彼らは若い時には絶望しない。今の社会そのものが、絶望を回避しようとしている。絶望を回避しようとする社会は、私には、夏休みの宿題を後回しにする小学生のように見える。彼らは問題から逃げ出すのだが、それは問題を山積みする事にしかならない。しかしその事実すら彼らは見ようとはしない。
希望を持つ事は素晴らしい、絶望するのは悪い事だ。彼らは言う。そうして、大人になり、年を取り、絶望する。自分は死んでしまう、しかもその生には大した価値はないという事が見えてくる。だがここでも彼らはそれを見まいとする。そこで、絶望を与えているのは誰か他の他人だという事になる。
悪いのは世界であり、自分ではない。自分が、このように何の意味もなく死んでいくのは、世界のどこかに異常があるからに違いない。彼らはそう考える。そうして、現象としては陰謀論や、ネトウヨ的な物語にはまり込んでいく。
年を取って絶望する人は、絶望という根源的な問題に目をそらし続けてきた事に、年を取って向かい合う事を強制されているのだ。だが、そこでも絶望と真剣に向かい合う人はほとんどいない。彼らは絶望を避ける事にあまりにも狎れすぎていた。今になって自分の絶望を知覚する事はあまりにも苦痛である。そうして彼らはより深い絶望に落ち込んでいく。
私はキルケゴールや、ニーチェ、ドストエフスキー、パスカルといった人達が好きだ。彼らは、普通の人よりも遥かに早く、絶望の問題に向き合った。そこであるいはその闘争の果てに死んだのかもしれないが、彼らは普通人が避けて通る絶望を自身で先取りして、その問題と格闘した。そこに人類的な問題が現れる事になった。
「普通の人」はきっと、彼らの人生や彼らの思想は、自分達とは関係ないものと考えているだろう。しかしそうではない。人は、意識を持って生きている限り、自身の絶望からは逃れられない。だから、結局の所、絶望の問題と取っ組み合うか、そこから逃げるか、どちらかしか選択肢はない。そして後者の選択肢は、単に問題を後に回すだけだから、選択肢は一つしかない。人間は絶望という問題から逃れられない。
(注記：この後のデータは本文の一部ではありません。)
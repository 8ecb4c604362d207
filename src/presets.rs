use std::collections::BTreeMap;
use std::fs;
use std::path::{Path, PathBuf};

use serde_json::{Value, json};

use crate::data::SourceSpec;
use crate::data::source::with_path;
use crate::error::{PypeError, Result};
use crate::evaluate::MetricGate;
use crate::pipeline::ParameterTree;
use crate::recipe::{
    EvaluationSpec, ModelSpec, NodeSpec, OutputSpec, PipeSpec, RECIPE_VERSION, Recipe,
    TypeCheckingSpec,
};
use crate::registry::Parameters;
use crate::serialiser::SerialiserKind;

pub const PRESETS: &[&str] = &["baseline", "regression", "classification"];

pub fn preset(name: &str) -> Result<Recipe> {
    match name {
        "baseline" => Ok(baseline_preset()),
        "regression" => Ok(regression_preset()),
        "classification" => Ok(classification_preset()),
        other => Err(PypeError::config(format!(
            "Unknown preset '{other}'. Available: {}",
            PRESETS.join(", ")
        ))),
    }
}

pub fn generate_preset(name: &str, destination: &Path) -> Result<PathBuf> {
    let rendered = preset(name)?.to_yaml()?;
    if let Some(parent) = destination.parent()
        && !parent.as_os_str().is_empty()
    {
        fs::create_dir_all(parent).map_err(|err| with_path(err, parent))?;
    }
    fs::write(destination, rendered).map_err(|err| with_path(err, destination))?;

    Ok(destination.to_path_buf())
}

fn baseline_preset() -> Recipe {
    Recipe {
        version: RECIPE_VERSION,
        name: "baseline".into(),
        output: output("./runs/baseline"),
        data: splits(&["x", "y"]),
        pipeline: Vec::new(),
        model: ModelSpec {
            estimator: "mean".into(),
            inputs: vec!["x".into()],
            outputs: vec!["y".into()],
            seed: 0,
            hyperparameters: params(&[("a", json!(0.0))]),
        },
        evaluation: EvaluationSpec::default(),
        type_checking: TypeCheckingSpec::default(),
        parameters: ParameterTree::new(),
        extra_files: Vec::new(),
        gates: Vec::new(),
        serialiser: SerialiserKind::Json,
        tracking: BTreeMap::new(),
    }
}

fn regression_preset() -> Recipe {
    Recipe {
        version: RECIPE_VERSION,
        name: "regression".into(),
        output: output("./runs/regression"),
        data: splits(&["x", "y"]),
        pipeline: vec![pipe("scale", "standard_scaler", Parameters::new(), "x", "features")],
        model: ModelSpec {
            estimator: "linear_regression".into(),
            inputs: vec!["features".into()],
            outputs: vec!["y".into()],
            seed: 42,
            hyperparameters: params(&[
                ("learning_rate", json!(0.05)),
                ("epochs", json!(200)),
                ("batch_size", json!(16)),
            ]),
        },
        evaluation: EvaluationSpec {
            metrics: vec!["mse".into(), "mae".into(), "r2".into()],
        },
        type_checking: TypeCheckingSpec::default(),
        parameters: ParameterTree::new(),
        extra_files: Vec::new(),
        gates: vec![MetricGate {
            label: Some("regression-quality".into()),
            dataset: "test".into(),
            metric: "r2".into(),
            min: Some(0.5),
            max: None,
        }],
        serialiser: SerialiserKind::Json,
        tracking: BTreeMap::new(),
    }
}

fn classification_preset() -> Recipe {
    Recipe {
        version: RECIPE_VERSION,
        name: "classification".into(),
        output: output("./runs/classification"),
        data: splits(&["x", "label"]),
        pipeline: vec![pipe(
            "encode",
            "one_hot_encoder",
            params(&[("column", json!("category"))]),
            "x",
            "features",
        )],
        model: ModelSpec {
            estimator: "majority_class".into(),
            inputs: vec!["features".into()],
            outputs: vec!["label".into()],
            seed: 0,
            hyperparameters: Parameters::new(),
        },
        evaluation: EvaluationSpec {
            metrics: vec!["accuracy".into()],
        },
        type_checking: TypeCheckingSpec {
            inputs: None,
            strict: true,
        },
        parameters: ParameterTree::new(),
        extra_files: Vec::new(),
        gates: Vec::new(),
        serialiser: SerialiserKind::Yaml,
        tracking: BTreeMap::new(),
    }
}

fn output(directory: &str) -> OutputSpec {
    OutputSpec {
        directory: PathBuf::from(directory),
    }
}

/// `train` and `test` splits reading `data/{split}_{key}.json`.
fn splits(keys: &[&str]) -> BTreeMap<String, BTreeMap<String, SourceSpec>> {
    ["train", "test"]
        .iter()
        .map(|split| {
            let sources = keys
                .iter()
                .map(|key| {
                    let spec = SourceSpec::Json {
                        path: PathBuf::from(format!("data/{split}_{key}.json")),
                    };
                    (key.to_string(), spec)
                })
                .collect();
            (split.to_string(), sources)
        })
        .collect()
}

fn pipe(name: &str, operator: &str, params: Parameters, input: &str, output: &str) -> NodeSpec {
    NodeSpec::Pipe(PipeSpec {
        name: name.into(),
        operator: operator.into(),
        params,
        inputs: vec![input.into()],
        outputs: vec![output.into()],
        fit_inputs: Vec::new(),
        skip_on_inference: false,
    })
}

fn params(entries: &[(&str, Value)]) -> Parameters {
    entries
        .iter()
        .map(|(key, value)| (key.to_string(), value.clone()))
        .collect()
}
今の世の中からすると、暗い人間、根暗な人間は良くないらしいが、私はそうした人間の方が「先に」問題解決に取り掛かっているのではないかと思う。絶望は遅かれ早かれ人にやってくる。それを人生の最後に回した人達は、もうその問題と立ち向かうだけの力を自分に蓄える事はできない。そんな時間も残されていないし、それが何であるかも認識できない。だから彼らは自身の絶望に押しつぶされつつ、その根拠を、自分の外側に投げ出して、なんとか自分を慰めようとする。彼らは絶望に押し潰されて死んでいくが、自分が絶望していると、知る事すらできない。